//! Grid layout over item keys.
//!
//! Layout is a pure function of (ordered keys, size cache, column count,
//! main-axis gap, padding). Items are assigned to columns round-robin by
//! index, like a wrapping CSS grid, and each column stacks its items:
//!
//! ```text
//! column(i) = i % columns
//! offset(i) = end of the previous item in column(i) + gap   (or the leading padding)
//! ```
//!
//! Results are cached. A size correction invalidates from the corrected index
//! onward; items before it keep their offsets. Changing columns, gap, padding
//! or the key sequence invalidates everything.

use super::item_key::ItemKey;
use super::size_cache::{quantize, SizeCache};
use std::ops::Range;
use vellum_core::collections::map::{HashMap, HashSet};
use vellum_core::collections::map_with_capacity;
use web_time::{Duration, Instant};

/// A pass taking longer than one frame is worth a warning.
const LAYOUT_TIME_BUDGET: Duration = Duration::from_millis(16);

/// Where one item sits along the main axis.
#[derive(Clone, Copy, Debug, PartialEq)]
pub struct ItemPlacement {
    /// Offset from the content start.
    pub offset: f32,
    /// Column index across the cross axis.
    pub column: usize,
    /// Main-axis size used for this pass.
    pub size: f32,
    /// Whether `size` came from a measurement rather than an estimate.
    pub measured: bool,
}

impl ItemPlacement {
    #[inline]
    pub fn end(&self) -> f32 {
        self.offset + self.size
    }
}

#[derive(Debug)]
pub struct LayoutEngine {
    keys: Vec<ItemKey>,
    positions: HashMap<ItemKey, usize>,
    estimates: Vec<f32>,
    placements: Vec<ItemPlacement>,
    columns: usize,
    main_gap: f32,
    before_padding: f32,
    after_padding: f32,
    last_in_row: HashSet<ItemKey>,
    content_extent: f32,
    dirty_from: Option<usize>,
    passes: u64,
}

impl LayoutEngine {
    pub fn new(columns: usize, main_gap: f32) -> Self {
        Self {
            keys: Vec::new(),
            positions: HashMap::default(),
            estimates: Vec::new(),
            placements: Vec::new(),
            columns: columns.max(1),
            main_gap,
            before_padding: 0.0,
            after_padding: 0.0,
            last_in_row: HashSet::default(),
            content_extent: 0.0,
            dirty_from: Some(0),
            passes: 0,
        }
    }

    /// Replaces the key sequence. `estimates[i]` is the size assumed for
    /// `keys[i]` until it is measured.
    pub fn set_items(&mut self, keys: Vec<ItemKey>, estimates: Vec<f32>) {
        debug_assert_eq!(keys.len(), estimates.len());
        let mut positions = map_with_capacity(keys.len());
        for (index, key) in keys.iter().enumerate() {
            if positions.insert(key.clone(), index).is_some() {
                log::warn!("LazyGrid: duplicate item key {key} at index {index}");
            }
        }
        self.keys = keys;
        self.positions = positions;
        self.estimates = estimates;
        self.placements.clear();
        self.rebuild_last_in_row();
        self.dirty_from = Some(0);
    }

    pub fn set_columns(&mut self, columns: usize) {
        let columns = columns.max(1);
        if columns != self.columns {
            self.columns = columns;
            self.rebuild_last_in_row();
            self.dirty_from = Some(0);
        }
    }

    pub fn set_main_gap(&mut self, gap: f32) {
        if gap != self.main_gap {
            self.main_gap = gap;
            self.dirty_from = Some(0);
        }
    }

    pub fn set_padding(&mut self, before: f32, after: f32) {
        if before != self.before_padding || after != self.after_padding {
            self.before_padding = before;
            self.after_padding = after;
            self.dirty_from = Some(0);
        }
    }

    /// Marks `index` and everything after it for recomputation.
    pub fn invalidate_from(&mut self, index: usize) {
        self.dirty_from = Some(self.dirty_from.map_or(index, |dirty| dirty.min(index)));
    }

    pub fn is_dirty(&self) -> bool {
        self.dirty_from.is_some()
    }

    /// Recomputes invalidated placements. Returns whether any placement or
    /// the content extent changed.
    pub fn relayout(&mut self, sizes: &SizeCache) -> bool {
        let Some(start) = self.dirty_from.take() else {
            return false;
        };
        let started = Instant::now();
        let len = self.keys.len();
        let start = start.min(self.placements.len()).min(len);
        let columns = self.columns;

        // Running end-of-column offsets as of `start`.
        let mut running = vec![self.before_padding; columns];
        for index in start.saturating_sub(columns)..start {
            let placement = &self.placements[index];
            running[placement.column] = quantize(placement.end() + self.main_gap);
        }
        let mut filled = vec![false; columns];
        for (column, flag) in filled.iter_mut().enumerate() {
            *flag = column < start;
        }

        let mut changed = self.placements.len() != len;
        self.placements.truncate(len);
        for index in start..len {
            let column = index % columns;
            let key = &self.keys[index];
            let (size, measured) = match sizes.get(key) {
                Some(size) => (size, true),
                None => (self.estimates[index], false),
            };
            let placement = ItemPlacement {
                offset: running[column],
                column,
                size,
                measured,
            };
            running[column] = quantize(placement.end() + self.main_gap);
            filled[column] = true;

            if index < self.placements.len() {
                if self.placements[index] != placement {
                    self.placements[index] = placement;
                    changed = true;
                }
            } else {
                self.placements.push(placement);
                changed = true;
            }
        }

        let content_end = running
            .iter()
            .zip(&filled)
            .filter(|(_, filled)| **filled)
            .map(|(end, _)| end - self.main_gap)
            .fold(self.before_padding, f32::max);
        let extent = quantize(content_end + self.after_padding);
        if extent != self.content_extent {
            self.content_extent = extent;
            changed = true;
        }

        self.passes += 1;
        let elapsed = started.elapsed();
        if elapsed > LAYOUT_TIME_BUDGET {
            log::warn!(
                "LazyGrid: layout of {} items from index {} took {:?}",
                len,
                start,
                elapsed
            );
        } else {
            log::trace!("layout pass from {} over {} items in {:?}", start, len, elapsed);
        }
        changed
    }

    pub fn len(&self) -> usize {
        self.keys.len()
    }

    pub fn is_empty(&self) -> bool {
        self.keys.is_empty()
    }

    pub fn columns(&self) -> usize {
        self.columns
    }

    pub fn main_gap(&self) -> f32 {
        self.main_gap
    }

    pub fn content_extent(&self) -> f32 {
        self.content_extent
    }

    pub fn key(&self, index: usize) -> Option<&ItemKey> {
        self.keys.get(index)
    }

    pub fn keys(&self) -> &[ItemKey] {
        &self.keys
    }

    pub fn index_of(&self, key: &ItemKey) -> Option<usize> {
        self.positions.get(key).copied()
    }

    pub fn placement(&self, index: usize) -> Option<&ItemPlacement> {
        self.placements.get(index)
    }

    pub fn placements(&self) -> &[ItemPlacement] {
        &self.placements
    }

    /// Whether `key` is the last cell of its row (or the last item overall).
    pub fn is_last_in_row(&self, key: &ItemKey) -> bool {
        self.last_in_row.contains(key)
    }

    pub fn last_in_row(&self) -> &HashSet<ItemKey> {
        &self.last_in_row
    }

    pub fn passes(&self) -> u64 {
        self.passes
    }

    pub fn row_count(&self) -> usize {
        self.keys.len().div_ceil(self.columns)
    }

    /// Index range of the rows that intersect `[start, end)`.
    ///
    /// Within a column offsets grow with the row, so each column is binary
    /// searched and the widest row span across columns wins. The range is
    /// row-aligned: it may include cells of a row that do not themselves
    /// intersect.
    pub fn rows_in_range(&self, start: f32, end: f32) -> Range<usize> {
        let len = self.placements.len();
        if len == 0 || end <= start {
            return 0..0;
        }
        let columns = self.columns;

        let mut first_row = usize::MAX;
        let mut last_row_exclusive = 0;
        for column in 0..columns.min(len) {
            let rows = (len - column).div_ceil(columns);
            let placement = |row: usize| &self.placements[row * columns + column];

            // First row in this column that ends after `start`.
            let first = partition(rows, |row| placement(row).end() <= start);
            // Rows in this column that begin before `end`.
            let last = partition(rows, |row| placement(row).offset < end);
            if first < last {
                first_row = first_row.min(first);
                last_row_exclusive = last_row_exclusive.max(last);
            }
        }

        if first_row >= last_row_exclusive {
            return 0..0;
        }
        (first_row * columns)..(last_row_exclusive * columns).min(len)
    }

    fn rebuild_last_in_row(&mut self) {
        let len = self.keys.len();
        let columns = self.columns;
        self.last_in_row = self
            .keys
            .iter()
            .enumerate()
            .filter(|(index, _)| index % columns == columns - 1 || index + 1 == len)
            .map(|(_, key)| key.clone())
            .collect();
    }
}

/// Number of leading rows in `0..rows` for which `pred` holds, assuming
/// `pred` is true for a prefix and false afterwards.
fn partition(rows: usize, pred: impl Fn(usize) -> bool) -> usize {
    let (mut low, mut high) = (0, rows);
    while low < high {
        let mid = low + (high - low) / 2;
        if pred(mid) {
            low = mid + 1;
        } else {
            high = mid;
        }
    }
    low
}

WHAT IS REQUIRED
Reproduce every line above containing "enumerate".

EXPECTED OUTPUT
        for (index, key) in keys.iter().enumerate() {
        for (column, flag) in filled.iter_mut().enumerate() {
            .enumerate()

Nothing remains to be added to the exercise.